▶ [TASK DIRECTIONS] Using the records that follow, copy every line containing the word "being".

▶ [Stored entries]
%%

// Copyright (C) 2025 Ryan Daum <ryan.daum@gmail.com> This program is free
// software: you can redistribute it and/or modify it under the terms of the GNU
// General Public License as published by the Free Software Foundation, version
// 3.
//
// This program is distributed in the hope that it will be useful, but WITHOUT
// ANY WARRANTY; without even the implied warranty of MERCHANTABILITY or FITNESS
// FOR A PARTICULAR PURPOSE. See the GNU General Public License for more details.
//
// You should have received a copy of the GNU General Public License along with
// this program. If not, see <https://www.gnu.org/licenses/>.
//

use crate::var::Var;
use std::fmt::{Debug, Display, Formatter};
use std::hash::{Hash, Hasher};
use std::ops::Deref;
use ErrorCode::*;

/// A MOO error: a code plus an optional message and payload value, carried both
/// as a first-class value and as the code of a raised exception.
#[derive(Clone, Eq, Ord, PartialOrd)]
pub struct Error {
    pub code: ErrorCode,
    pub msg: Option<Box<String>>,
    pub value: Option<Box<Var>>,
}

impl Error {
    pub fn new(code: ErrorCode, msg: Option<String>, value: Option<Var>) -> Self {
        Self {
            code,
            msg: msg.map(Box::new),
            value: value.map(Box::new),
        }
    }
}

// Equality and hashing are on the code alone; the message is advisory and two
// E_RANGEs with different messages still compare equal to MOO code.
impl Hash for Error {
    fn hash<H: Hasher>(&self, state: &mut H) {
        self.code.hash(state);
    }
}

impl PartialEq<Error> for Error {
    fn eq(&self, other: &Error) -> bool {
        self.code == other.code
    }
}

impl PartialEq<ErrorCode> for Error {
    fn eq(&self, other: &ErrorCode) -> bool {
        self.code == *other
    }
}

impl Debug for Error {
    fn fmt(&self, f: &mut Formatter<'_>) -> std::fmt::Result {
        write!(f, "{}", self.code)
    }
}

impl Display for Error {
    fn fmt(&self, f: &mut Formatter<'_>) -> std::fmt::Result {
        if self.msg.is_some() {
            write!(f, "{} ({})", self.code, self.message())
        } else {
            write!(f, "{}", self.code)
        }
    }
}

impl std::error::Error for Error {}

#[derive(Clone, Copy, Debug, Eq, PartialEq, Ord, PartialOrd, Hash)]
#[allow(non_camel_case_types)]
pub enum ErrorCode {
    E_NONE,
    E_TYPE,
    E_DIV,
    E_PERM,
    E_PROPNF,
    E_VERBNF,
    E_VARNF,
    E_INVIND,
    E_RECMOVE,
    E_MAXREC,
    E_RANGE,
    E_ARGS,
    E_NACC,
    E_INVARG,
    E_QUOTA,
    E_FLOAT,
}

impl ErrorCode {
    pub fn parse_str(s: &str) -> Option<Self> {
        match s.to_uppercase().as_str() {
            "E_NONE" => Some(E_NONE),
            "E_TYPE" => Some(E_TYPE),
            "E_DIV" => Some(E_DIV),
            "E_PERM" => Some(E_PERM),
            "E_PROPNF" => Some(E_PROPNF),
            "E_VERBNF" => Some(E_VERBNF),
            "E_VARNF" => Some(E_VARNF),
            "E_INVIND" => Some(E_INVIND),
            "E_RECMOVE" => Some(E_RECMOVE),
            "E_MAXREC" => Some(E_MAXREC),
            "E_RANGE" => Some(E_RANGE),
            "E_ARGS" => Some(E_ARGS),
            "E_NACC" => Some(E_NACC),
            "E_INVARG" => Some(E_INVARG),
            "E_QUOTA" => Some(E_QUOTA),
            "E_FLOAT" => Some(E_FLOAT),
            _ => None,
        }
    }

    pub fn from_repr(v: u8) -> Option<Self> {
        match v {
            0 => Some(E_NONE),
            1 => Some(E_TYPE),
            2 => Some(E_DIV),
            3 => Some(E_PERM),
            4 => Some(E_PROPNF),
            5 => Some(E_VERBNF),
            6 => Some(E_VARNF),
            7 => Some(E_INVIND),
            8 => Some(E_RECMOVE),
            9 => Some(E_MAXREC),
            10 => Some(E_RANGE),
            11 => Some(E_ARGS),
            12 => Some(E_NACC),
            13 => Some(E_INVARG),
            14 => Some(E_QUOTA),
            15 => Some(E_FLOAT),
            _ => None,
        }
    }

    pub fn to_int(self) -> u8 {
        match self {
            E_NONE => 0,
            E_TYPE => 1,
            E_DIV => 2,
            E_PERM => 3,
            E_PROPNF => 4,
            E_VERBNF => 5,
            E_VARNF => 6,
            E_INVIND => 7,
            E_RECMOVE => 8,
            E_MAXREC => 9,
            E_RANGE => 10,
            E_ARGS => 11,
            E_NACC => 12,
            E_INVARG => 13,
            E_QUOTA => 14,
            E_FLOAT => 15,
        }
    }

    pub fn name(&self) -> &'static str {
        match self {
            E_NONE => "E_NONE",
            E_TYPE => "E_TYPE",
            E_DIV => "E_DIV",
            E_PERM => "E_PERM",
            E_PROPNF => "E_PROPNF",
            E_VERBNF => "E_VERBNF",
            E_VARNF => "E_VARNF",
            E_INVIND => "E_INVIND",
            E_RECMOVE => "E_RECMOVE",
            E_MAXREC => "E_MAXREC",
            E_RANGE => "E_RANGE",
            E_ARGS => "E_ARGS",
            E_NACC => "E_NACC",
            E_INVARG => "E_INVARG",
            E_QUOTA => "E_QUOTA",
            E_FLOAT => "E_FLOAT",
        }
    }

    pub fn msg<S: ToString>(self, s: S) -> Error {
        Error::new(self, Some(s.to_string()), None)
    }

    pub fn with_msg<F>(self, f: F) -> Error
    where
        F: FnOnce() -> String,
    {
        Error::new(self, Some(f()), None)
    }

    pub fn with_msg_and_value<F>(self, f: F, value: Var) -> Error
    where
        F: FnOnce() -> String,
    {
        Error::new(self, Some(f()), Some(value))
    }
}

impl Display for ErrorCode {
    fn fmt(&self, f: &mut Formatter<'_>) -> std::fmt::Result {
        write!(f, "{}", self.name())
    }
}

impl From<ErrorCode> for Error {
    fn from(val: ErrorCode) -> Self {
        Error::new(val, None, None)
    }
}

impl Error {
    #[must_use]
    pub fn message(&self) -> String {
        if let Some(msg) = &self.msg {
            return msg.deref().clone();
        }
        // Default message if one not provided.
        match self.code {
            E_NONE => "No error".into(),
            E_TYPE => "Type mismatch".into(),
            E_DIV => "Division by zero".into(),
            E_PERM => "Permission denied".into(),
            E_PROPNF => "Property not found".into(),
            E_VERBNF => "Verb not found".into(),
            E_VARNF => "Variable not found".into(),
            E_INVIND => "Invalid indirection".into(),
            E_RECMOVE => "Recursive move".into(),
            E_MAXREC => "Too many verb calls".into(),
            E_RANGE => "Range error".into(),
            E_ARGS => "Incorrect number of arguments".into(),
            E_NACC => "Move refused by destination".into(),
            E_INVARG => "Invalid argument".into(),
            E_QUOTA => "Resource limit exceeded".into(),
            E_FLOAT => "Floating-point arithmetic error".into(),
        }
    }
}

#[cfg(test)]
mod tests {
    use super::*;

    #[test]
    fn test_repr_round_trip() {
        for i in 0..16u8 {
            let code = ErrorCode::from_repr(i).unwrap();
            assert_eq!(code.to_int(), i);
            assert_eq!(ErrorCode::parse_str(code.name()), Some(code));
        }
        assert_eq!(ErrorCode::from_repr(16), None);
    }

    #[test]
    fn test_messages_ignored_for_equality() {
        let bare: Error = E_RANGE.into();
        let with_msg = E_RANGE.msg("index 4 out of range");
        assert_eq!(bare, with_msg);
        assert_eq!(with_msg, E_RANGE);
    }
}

%%
%%

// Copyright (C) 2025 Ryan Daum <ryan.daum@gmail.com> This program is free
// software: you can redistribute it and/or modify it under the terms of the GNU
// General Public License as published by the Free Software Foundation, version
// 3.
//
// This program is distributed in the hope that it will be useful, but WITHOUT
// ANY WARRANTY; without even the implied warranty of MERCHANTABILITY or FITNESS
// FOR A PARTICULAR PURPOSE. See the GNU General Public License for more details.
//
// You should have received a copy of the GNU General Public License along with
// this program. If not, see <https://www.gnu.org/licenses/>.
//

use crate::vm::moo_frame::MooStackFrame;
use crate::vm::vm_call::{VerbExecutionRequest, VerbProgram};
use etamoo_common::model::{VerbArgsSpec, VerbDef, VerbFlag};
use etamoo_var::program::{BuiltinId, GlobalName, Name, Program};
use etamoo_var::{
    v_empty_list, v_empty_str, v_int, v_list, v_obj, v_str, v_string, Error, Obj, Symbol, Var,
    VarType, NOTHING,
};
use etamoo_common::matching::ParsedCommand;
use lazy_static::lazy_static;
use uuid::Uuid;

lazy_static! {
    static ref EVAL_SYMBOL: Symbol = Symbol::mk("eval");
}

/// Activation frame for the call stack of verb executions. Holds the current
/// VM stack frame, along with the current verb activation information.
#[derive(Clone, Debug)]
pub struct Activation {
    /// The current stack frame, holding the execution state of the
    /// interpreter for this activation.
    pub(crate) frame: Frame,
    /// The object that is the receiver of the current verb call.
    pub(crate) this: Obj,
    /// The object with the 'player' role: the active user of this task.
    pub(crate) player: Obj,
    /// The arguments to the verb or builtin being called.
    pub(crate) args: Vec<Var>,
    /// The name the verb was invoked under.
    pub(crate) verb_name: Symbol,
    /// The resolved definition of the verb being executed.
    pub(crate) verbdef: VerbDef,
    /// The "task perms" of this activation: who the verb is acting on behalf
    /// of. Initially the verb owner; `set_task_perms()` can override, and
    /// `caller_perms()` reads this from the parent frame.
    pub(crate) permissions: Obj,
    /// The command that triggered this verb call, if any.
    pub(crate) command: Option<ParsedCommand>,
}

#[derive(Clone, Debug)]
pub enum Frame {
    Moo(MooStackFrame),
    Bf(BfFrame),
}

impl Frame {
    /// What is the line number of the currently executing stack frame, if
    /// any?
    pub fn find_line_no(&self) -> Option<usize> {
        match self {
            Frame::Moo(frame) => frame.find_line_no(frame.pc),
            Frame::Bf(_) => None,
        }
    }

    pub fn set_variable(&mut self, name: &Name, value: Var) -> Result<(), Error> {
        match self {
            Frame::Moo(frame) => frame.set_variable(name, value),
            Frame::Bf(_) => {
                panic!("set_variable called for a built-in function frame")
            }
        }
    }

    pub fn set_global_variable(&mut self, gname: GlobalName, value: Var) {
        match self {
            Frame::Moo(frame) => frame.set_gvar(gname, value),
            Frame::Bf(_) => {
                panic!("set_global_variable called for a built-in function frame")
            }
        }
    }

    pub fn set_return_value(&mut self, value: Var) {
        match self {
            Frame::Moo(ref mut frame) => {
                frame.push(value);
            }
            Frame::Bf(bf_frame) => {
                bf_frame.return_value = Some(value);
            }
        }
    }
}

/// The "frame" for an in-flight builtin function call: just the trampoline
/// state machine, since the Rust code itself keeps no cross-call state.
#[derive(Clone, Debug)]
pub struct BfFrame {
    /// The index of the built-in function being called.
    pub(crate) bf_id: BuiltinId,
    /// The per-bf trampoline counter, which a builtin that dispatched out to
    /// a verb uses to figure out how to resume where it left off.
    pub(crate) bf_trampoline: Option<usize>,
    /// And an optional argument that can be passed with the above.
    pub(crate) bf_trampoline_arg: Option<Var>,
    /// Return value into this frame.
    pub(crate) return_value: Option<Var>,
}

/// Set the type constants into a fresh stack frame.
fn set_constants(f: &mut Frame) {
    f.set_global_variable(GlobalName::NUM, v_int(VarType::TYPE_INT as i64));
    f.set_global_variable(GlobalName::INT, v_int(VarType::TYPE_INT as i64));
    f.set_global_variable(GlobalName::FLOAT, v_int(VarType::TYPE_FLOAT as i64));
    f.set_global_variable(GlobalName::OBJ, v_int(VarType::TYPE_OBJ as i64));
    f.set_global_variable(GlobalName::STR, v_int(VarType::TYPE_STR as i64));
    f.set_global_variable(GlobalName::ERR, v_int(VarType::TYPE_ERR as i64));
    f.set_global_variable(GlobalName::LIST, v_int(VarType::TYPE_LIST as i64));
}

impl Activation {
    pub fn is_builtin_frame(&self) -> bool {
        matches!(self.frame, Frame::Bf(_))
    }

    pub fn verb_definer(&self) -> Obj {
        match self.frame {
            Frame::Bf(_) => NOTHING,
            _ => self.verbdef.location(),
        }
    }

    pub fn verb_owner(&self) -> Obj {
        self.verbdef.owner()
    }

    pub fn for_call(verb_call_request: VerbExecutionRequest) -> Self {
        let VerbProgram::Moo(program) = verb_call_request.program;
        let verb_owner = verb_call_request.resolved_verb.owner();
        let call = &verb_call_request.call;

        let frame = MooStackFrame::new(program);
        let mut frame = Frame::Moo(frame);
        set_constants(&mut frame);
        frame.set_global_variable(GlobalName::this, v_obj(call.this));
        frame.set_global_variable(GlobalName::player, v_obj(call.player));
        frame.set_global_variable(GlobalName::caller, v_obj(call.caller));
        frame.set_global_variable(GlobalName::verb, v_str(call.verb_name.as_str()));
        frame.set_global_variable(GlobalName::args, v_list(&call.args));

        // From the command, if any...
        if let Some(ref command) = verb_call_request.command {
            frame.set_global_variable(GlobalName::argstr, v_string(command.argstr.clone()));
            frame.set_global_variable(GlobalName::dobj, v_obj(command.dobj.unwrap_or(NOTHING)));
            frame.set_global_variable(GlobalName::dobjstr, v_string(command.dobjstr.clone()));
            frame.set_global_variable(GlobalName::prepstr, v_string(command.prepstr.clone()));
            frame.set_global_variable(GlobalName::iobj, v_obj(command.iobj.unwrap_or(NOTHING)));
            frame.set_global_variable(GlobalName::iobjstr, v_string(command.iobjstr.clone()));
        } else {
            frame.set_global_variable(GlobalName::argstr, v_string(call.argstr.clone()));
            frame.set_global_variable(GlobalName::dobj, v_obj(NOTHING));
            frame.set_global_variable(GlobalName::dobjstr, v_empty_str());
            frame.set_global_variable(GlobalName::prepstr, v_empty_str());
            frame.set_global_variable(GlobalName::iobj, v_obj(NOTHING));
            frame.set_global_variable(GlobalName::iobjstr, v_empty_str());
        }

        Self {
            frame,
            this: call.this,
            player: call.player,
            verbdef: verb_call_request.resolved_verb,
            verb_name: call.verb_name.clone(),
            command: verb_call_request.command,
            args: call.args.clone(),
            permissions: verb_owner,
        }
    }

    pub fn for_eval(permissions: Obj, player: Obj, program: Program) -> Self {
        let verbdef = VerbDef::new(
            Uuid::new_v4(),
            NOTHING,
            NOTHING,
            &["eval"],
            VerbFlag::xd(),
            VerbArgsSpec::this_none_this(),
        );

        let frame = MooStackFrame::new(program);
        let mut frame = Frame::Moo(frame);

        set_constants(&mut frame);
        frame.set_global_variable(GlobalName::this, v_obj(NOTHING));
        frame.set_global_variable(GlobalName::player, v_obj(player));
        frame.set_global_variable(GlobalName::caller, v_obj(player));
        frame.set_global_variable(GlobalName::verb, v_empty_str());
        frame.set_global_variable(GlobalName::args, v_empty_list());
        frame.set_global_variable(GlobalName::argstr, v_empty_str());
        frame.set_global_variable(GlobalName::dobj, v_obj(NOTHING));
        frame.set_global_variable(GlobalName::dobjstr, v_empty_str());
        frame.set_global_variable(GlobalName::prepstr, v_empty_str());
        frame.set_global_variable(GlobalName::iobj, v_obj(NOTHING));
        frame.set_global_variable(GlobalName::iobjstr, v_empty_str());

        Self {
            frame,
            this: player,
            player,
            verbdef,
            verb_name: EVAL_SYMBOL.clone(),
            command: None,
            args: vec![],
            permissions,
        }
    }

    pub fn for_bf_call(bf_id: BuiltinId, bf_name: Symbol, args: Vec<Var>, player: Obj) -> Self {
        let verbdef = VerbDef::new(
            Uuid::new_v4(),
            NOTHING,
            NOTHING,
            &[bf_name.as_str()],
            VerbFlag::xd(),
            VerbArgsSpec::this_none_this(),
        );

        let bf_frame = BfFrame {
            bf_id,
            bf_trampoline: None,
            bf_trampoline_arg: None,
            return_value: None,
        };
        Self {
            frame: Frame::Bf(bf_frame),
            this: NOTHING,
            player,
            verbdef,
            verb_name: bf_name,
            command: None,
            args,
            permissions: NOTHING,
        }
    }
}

%%
%%

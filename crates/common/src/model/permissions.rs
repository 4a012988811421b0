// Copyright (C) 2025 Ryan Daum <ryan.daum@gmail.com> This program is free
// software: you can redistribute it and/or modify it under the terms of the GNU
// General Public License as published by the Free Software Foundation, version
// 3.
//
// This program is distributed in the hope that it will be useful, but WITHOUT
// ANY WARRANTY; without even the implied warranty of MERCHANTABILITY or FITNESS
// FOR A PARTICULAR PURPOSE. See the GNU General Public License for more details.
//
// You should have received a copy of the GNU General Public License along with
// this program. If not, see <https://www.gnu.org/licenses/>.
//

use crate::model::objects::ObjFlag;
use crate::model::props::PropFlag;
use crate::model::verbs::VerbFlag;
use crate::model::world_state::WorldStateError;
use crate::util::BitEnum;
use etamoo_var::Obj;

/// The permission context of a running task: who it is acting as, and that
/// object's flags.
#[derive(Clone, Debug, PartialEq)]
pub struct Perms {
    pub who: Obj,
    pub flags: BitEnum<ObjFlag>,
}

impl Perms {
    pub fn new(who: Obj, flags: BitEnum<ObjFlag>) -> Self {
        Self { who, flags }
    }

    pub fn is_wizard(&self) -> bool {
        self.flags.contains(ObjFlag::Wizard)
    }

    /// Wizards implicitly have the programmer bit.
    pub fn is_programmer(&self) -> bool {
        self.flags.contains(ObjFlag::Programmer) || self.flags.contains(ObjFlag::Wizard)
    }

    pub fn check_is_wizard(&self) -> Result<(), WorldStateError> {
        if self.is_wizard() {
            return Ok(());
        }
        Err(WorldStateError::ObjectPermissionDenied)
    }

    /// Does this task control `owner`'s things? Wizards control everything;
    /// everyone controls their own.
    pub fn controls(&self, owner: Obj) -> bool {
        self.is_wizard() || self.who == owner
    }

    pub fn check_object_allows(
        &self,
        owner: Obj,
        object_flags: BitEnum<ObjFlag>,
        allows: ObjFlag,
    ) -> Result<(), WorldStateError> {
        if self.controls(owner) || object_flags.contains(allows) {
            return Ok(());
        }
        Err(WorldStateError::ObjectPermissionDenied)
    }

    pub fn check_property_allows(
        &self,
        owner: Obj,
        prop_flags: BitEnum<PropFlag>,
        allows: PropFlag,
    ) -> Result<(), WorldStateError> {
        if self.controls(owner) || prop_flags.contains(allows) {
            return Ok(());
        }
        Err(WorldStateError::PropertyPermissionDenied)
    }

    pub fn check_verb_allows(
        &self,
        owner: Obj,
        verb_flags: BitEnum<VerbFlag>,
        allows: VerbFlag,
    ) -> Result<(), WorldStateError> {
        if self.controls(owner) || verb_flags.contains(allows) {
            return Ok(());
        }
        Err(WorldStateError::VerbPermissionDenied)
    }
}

%%

▶ [OUTPUT]
    /// The arguments to the verb or builtin being called.
    /// The resolved definition of the verb being executed.
    /// The index of the built-in function being called.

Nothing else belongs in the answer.